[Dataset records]

-------------------------

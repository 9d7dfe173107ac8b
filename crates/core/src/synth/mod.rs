//! Renders ABIs and preset sources into Solidity interface files

pub mod declaration;

use std::fmt::Write as _;
use std::path::{Path, PathBuf};

use crate::abi::{Abi, AbiItem, AbiParam, ItemKind, StateMutability};
use crate::error::{Error, Result};
use crate::types::ResolvedInterface;
use crate::utils::atomic_write;

const HEADER: &str = "// SPDX-License-Identifier: MIT\npragma solidity ^0.8.0;\n";

const RESERVED: &[&str] = &[
    "address", "bool", "string", "bytes", "mapping", "function", "event", "error", "struct",
    "enum", "contract", "interface", "library", "memory", "storage", "calldata", "external",
    "internal", "public", "private", "returns", "return", "view", "pure", "payable", "indexed",
    "anonymous", "constant", "immutable", "override", "virtual", "type", "new", "delete", "this",
    "super", "from", "import", "is", "let", "var",
];

#[derive(Debug, Clone, Copy, PartialEq, Eq)]
enum Location {
    Calldata,
    Memory,
    None,
}

struct StructDef {
    name: String,
    fields: Vec<AbiParam>,
}

/// Stateless renderer; equal inputs always produce byte-identical output.
#[derive(Debug, Clone, Default)]
pub struct InterfaceSynthesizer;

impl InterfaceSynthesizer {
    pub fn new() -> Self {
        Self
    }

    pub fn render_abi(&self, name: &str, abi: &Abi) -> String {
        let structs = collect_structs(abi);
        let sections: Vec<Vec<String>> = vec![
            structs.iter().map(render_struct).collect(),
            render_kind(abi, ItemKind::Event),
            render_kind(abi, ItemKind::Error),
            render_kind(abi, ItemKind::Function),
        ];

        let mut out = String::from(HEADER);
        let _ = writeln!(out, "\ninterface {name} {{");
        let body: Vec<String> = sections
            .into_iter()
            .filter(|s| !s.is_empty())
            .map(|s| s.join("\n"))
            .collect();
        if !body.is_empty() {
            out.push_str(&body.join("\n\n"));
            out.push('\n');
        }
        out.push_str("}\n");
        out
    }

    /// Rename the first interface declaration of `source` to `name`, leaving
    /// every other byte untouched.
    pub fn render_preset(&self, name: &str, source: &str) -> Result<String> {
        let trimmed = source.trim_start();
        if trimmed.starts_with('[') || trimmed.starts_with('{') {
            return Err(Error::SynthesisError(format!(
                "preset for '{name}' is JSON, expected Solidity source"
            )));
        }
        let decl = declaration::find_interface(source).ok_or_else(|| {
            Error::SynthesisError(format!("preset for '{name}' has no interface declaration"))
        })?;

        let mut out = String::with_capacity(source.len() + name.len());
        out.push_str(&source[..decl.name_span.start]);
        out.push_str(name);
        out.push_str(&source[decl.name_span.end..]);
        Ok(out)
    }

    /// Write `dir/<Name>.sol`, replacing any previous version atomically.
    pub fn write_interface(&self, dir: &Path, interface: &ResolvedInterface) -> Result<PathBuf> {
        let path = dir.join(interface.file_name());
        atomic_write(&path, interface.source_text.as_bytes())?;
        tracing::debug!("Wrote interface {} to {:?}", interface.name, path);
        Ok(path)
    }
}

fn render_kind(abi: &Abi, kind: ItemKind) -> Vec<String> {
    abi.items
        .iter()
        .filter(|item| item.kind == kind && !item.name.is_empty())
        .map(|item| match kind {
            ItemKind::Event => render_event(item),
            ItemKind::Error => render_error(item),
            _ => render_function(item),
        })
        .collect()
}

fn render_function(item: &AbiItem) -> String {
    let mut line = format!(
        "    function {}({}) external",
        item.name,
        render_params(&item.inputs, Location::Calldata)
    );
    match item.mutability() {
        StateMutability::View => line.push_str(" view"),
        StateMutability::Pure => line.push_str(" pure"),
        StateMutability::Payable => line.push_str(" payable"),
        StateMutability::Nonpayable => {}
    }
    if !item.outputs.is_empty() {
        let _ = write!(
            line,
            " returns ({})",
            render_params(&item.outputs, Location::Memory)
        );
    }
    line.push(';');
    line
}

fn render_event(item: &AbiItem) -> String {
    let params: Vec<String> = item
        .inputs
        .iter()
        .map(|p| {
            let mut s = param_type(p);
            if p.indexed {
                s.push_str(" indexed");
            }
            push_name(&mut s, &p.name);
            s
        })
        .collect();
    let anonymous = if item.anonymous { " anonymous" } else { "" };
    format!("    event {}({}){};", item.name, params.join(", "), anonymous)
}

fn render_error(item: &AbiItem) -> String {
    format!(
        "    error {}({});",
        item.name,
        render_params(&item.inputs, Location::None)
    )
}

fn render_params(params: &[AbiParam], location: Location) -> String {
    params
        .iter()
        .map(|p| {
            let mut s = param_type(p);
            if is_reference(p) {
                match location {
                    Location::Calldata => s.push_str(" calldata"),
                    Location::Memory => s.push_str(" memory"),
                    Location::None => {}
                }
            }
            push_name(&mut s, &p.name);
            s
        })
        .collect::<Vec<_>>()
        .join(", ")
}

fn render_struct(def: &StructDef) -> String {
    let mut out = format!("    struct {} {{\n", def.name);
    for (i, field) in def.fields.iter().enumerate() {
        let name = if field.name.is_empty() {
            format!("field{i}")
        } else {
            safe_name(&field.name)
        };
        let _ = writeln!(out, "        {} {};", param_type(field), name);
    }
    out.push_str("    }");
    out
}

fn push_name(out: &mut String, name: &str) {
    if !name.is_empty() {
        out.push(' ');
        out.push_str(&safe_name(name));
    }
}

fn safe_name(name: &str) -> String {
    if RESERVED.contains(&name) {
        format!("{name}_")
    } else {
        name.to_string()
    }
}

fn param_type(param: &AbiParam) -> String {
    if param.is_tuple() {
        format!("{}{}", struct_name(param), param.tuple_suffix())
    } else {
        param.canonical_type()
    }
}

fn is_reference(param: &AbiParam) -> bool {
    param.is_tuple() || param.ty.contains('[') || param.ty == "string" || param.ty == "bytes"
}

/// `struct Book.Order[]` → `Order`
fn struct_name(param: &AbiParam) -> String {
    let from_internal = param.internal_type.as_deref().and_then(|internal| {
        let base = internal.strip_prefix("struct ")?;
        let base = base.split('[').next()?;
        base.rsplit('.').next().map(str::to_string)
    });
    from_internal.unwrap_or_else(|| {
        let mut name = String::from("Tuple");
        for component in &param.components {
            name.push('_');
            name.push_str(&component.canonical_type().replace(['(', ')', ',', '[', ']'], ""));
        }
        name
    })
}

fn collect_structs(abi: &Abi) -> Vec<StructDef> {
    let mut structs: Vec<StructDef> = Vec::new();
    for item in &abi.items {
        if matches!(item.kind, ItemKind::Constructor | ItemKind::Fallback | ItemKind::Receive) {
            continue;
        }
        for param in item.inputs.iter().chain(item.outputs.iter()) {
            visit_struct(param, &mut structs);
        }
    }
    structs
}

fn visit_struct(param: &AbiParam, structs: &mut Vec<StructDef>) {
    if !param.is_tuple() {
        return;
    }
    let name = struct_name(param);
    if !structs.iter().any(|s| s.name == name) {
        structs.push(StructDef {
            name,
            fields: param.components.clone(),
        });
    }
    for component in &param.components {
        visit_struct(component, structs);
    }
}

-------------------------

*WHAT THE TASK ASKS*.
Every record, copied exactly, is the expected answer.

*COMPLETED TASK*.
repository 9d7dfe173107ac8b
filename crates/core/src/synth/mod.rs
//! Renders ABIs and preset sources into Solidity interface files

pub mod declaration;

use std::fmt::Write as _;
use std::path::{Path, PathBuf};

use crate::abi::{Abi, AbiItem, AbiParam, ItemKind, StateMutability};
use crate::error::{Error, Result};
use crate::types::ResolvedInterface;
use crate::utils::atomic_write;

const HEADER: &str = "// SPDX-License-Identifier: MIT\npragma solidity ^0.8.0;\n";

const RESERVED: &[&str] = &[
    "address", "bool", "string", "bytes", "mapping", "function", "event", "error", "struct",
    "enum", "contract", "interface", "library", "memory", "storage", "calldata", "external",
    "internal", "public", "private", "returns", "return", "view", "pure", "payable", "indexed",
    "anonymous", "constant", "immutable", "override", "virtual", "type", "new", "delete", "this",
    "super", "from", "import", "is", "let", "var",
];

#[derive(Debug, Clone, Copy, PartialEq, Eq)]
enum Location {
    Calldata,
    Memory,
    None,
}

struct StructDef {
    name: String,
    fields: Vec<AbiParam>,
}

/// Stateless renderer; equal inputs always produce byte-identical output.
#[derive(Debug, Clone, Default)]
pub struct InterfaceSynthesizer;

impl InterfaceSynthesizer {
    pub fn new() -> Self {
        Self
    }

    pub fn render_abi(&self, name: &str, abi: &Abi) -> String {
        let structs = collect_structs(abi);
        let sections: Vec<Vec<String>> = vec![
            structs.iter().map(render_struct).collect(),
            render_kind(abi, ItemKind::Event),
            render_kind(abi, ItemKind::Error),
            render_kind(abi, ItemKind::Function),
        ];

        let mut out = String::from(HEADER);
        let _ = writeln!(out, "\ninterface {name} {{");
        let body: Vec<String> = sections
            .into_iter()
            .filter(|s| !s.is_empty())
            .map(|s| s.join("\n"))
            .collect();
        if !body.is_empty() {
            out.push_str(&body.join("\n\n"));
            out.push('\n');
        }
        out.push_str("}\n");
        out
    }

    /// Rename the first interface declaration of `source` to `name`, leaving
    /// every other byte untouched.
    pub fn render_preset(&self, name: &str, source: &str) -> Result<String> {
        let trimmed = source.trim_start();
        if trimmed.starts_with('[') || trimmed.starts_with('{') {
            return Err(Error::SynthesisError(format!(
                "preset for '{name}' is JSON, expected Solidity source"
            )));
        }
        let decl = declaration::find_interface(source).ok_or_else(|| {
            Error::SynthesisError(format!("preset for '{name}' has no interface declaration"))
        })?;

        let mut out = String::with_capacity(source.len() + name.len());
        out.push_str(&source[..decl.name_span.start]);
        out.push_str(name);
        out.push_str(&source[decl.name_span.end..]);
        Ok(out)
    }

    /// Write `dir/<Name>.sol`, replacing any previous version atomically.
    pub fn write_interface(&self, dir: &Path, interface: &ResolvedInterface) -> Result<PathBuf> {
        let path = dir.join(interface.file_name());
        atomic_write(&path, interface.source_text.as_bytes())?;
        tracing::debug!("Wrote interface {} to {:?}", interface.name, path);
        Ok(path)
    }
}

fn render_kind(abi: &Abi, kind: ItemKind) -> Vec<String> {
    abi.items
        .iter()
        .filter(|item| item.kind == kind && !item.name.is_empty())
        .map(|item| match kind {
            ItemKind::Event => render_event(item),
            ItemKind::Error => render_error(item),
            _ => render_function(item),
        })
        .collect()
}

fn render_function(item: &AbiItem) -> String {
    let mut line = format!(
        "    function {}({}) external",
        item.name,
        render_params(&item.inputs, Location::Calldata)
    );
    match item.mutability() {
        StateMutability::View => line.push_str(" view"),
        StateMutability::Pure => line.push_str(" pure"),
        StateMutability::Payable => line.push_str(" payable"),
        StateMutability::Nonpayable => {}
    }
    if !item.outputs.is_empty() {
        let _ = write!(
            line,
            " returns ({})",
            render_params(&item.outputs, Location::Memory)
        );
    }
    line.push(';');
    line
}

fn render_event(item: &AbiItem) -> String {
    let params: Vec<String> = item
        .inputs
        .iter()
        .map(|p| {
            let mut s = param_type(p);
            if p.indexed {
                s.push_str(" indexed");
            }
            push_name(&mut s, &p.name);
            s
        })
        .collect();
    let anonymous = if item.anonymous { " anonymous" } else { "" };
    format!("    event {}({}){};", item.name, params.join(", "), anonymous)
}

fn render_error(item: &AbiItem) -> String {
    format!(
        "    error {}({});",
        item.name,
        render_params(&item.inputs, Location::None)
    )
}

fn render_params(params: &[AbiParam], location: Location) -> String {
    params
        .iter()
        .map(|p| {
            let mut s = param_type(p);
            if is_reference(p) {
                match location {
                    Location::Calldata => s.push_str(" calldata"),
                    Location::Memory => s.push_str(" memory"),
                    Location::None => {}
                }
            }
            push_name(&mut s, &p.name);
            s
        })
        .collect::<Vec<_>>()
        .join(", ")
}

fn render_struct(def: &StructDef) -> String {
    let mut out = format!("    struct {} {{\n", def.name);
    for (i, field) in def.fields.iter().enumerate() {
        let name = if field.name.is_empty() {
            format!("field{i}")
        } else {
            safe_name(&field.name)
        };
        let _ = writeln!(out, "        {} {};", param_type(field), name);
    }
    out.push_str("    }");
    out
}

fn push_name(out: &mut String, name: &str) {
    if !name.is_empty() {
        out.push(' ');
        out.push_str(&safe_name(name));
    }
}

fn safe_name(name: &str) -> String {
    if RESERVED.contains(&name) {
        format!("{name}_")
    } else {
        name.to_string()
    }
}

fn param_type(param: &AbiParam) -> String {
    if param.is_tuple() {
        format!("{}{}", struct_name(param), param.tuple_suffix())
    } else {
        param.canonical_type()
    }
}

fn is_reference(param: &AbiParam) -> bool {
    param.is_tuple() || param.ty.contains('[') || param.ty == "string" || param.ty == "bytes"
}

/// `struct Book.Order[]` → `Order`
fn struct_name(param: &AbiParam) -> String {
    let from_internal = param.internal_type.as_deref().and_then(|internal| {
        let base = internal.strip_prefix("struct ")?;
        let base = base.split('[').next()?;
        base.rsplit('.').next().map(str::to_string)
    });
    from_internal.unwrap_or_else(|| {
        let mut name = String::from("Tuple");
        for component in &param.components {
            name.push('_');
            name.push_str(&component.canonical_type().replace(['(', ')', ',', '[', ']'], ""));
        }
        name
    })
}

fn collect_structs(abi: &Abi) -> Vec<StructDef> {
    let mut structs: Vec<StructDef> = Vec::new();
    for item in &abi.items {
        if matches!(item.kind, ItemKind::Constructor | ItemKind::Fallback | ItemKind::Receive) {
            continue;
        }
        for param in item.inputs.iter().chain(item.outputs.iter()) {
            visit_struct(param, &mut structs);
        }
    }
    structs
}

fn visit_struct(param: &AbiParam, structs: &mut Vec<StructDef>) {
    if !param.is_tuple() {
        return;
    }
    let name = struct_name(param);
    if !structs.iter().any(|s| s.name == name) {
        structs.push(StructDef {
            name,
            fields: param.components.clone(),
        });
    }
    for component in &param.components {
        visit_struct(component, structs);
    }
}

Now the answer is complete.